In the material below, find each line with the word "info" and copy it.
***** Material provided
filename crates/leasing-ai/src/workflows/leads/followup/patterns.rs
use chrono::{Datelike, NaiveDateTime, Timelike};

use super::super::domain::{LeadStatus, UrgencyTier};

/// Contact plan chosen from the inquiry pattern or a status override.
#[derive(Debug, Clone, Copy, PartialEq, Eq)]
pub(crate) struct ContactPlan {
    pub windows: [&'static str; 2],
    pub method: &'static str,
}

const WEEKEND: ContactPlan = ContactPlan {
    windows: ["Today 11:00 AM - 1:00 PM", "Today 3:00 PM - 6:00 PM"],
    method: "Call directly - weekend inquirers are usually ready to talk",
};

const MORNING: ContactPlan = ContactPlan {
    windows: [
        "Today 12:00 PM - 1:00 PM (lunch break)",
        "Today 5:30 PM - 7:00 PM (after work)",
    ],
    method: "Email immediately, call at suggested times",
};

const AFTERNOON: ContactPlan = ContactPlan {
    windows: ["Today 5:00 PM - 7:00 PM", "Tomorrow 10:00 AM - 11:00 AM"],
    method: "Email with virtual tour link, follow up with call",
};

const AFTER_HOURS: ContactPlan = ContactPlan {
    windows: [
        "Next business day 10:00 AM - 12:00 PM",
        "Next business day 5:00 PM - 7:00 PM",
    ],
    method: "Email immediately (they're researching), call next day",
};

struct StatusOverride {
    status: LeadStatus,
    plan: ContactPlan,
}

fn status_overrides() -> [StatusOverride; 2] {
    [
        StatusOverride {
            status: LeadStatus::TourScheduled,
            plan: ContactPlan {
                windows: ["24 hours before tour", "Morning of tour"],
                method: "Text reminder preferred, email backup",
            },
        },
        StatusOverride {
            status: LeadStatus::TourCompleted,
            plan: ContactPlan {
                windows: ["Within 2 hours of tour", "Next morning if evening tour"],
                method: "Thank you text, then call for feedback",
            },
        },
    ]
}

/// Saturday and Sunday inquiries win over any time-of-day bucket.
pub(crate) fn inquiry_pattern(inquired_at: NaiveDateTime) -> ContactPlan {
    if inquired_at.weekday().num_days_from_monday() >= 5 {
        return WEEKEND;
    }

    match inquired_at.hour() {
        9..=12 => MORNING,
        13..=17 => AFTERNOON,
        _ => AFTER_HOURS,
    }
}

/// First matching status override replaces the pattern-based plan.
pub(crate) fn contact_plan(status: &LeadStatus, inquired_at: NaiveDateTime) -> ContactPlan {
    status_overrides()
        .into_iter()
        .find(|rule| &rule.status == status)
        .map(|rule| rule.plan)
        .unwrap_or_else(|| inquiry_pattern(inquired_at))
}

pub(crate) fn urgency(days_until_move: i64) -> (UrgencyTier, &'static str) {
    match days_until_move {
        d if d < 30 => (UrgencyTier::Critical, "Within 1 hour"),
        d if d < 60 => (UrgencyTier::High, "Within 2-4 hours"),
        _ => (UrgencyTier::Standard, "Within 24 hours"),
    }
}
**********
***** Material provided
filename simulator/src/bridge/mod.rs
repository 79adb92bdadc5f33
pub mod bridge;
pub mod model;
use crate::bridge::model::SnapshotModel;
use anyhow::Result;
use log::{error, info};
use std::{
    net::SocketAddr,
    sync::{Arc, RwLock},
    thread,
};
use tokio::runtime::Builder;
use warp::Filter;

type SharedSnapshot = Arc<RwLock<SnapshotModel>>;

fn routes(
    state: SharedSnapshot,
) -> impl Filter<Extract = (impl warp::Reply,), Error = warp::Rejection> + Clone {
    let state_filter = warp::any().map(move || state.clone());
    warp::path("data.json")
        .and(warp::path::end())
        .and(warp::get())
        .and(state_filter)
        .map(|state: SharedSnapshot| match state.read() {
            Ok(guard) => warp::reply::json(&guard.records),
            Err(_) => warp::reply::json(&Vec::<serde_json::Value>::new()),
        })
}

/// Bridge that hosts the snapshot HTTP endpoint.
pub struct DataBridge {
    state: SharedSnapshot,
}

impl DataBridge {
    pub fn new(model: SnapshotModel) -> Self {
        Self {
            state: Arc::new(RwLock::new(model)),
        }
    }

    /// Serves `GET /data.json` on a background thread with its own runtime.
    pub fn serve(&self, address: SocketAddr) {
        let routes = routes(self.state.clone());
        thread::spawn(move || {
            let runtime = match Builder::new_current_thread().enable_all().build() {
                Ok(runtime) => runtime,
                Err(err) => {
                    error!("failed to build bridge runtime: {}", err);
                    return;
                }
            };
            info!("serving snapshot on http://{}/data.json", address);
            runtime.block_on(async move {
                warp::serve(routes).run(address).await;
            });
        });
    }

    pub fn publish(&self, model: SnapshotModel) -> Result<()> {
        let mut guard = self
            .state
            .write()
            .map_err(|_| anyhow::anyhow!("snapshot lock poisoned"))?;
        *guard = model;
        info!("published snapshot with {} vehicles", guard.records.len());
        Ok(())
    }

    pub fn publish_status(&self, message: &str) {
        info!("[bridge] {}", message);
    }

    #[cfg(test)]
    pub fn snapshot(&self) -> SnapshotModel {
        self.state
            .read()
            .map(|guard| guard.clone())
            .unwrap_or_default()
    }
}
**********
§ **Solved exercise**:
use log::{error, info};
            info!("serving snapshot on http://{}/data.json", address);
        info!("published snapshot with {} vehicles", guard.records.len());
        info!("[bridge] {}", message);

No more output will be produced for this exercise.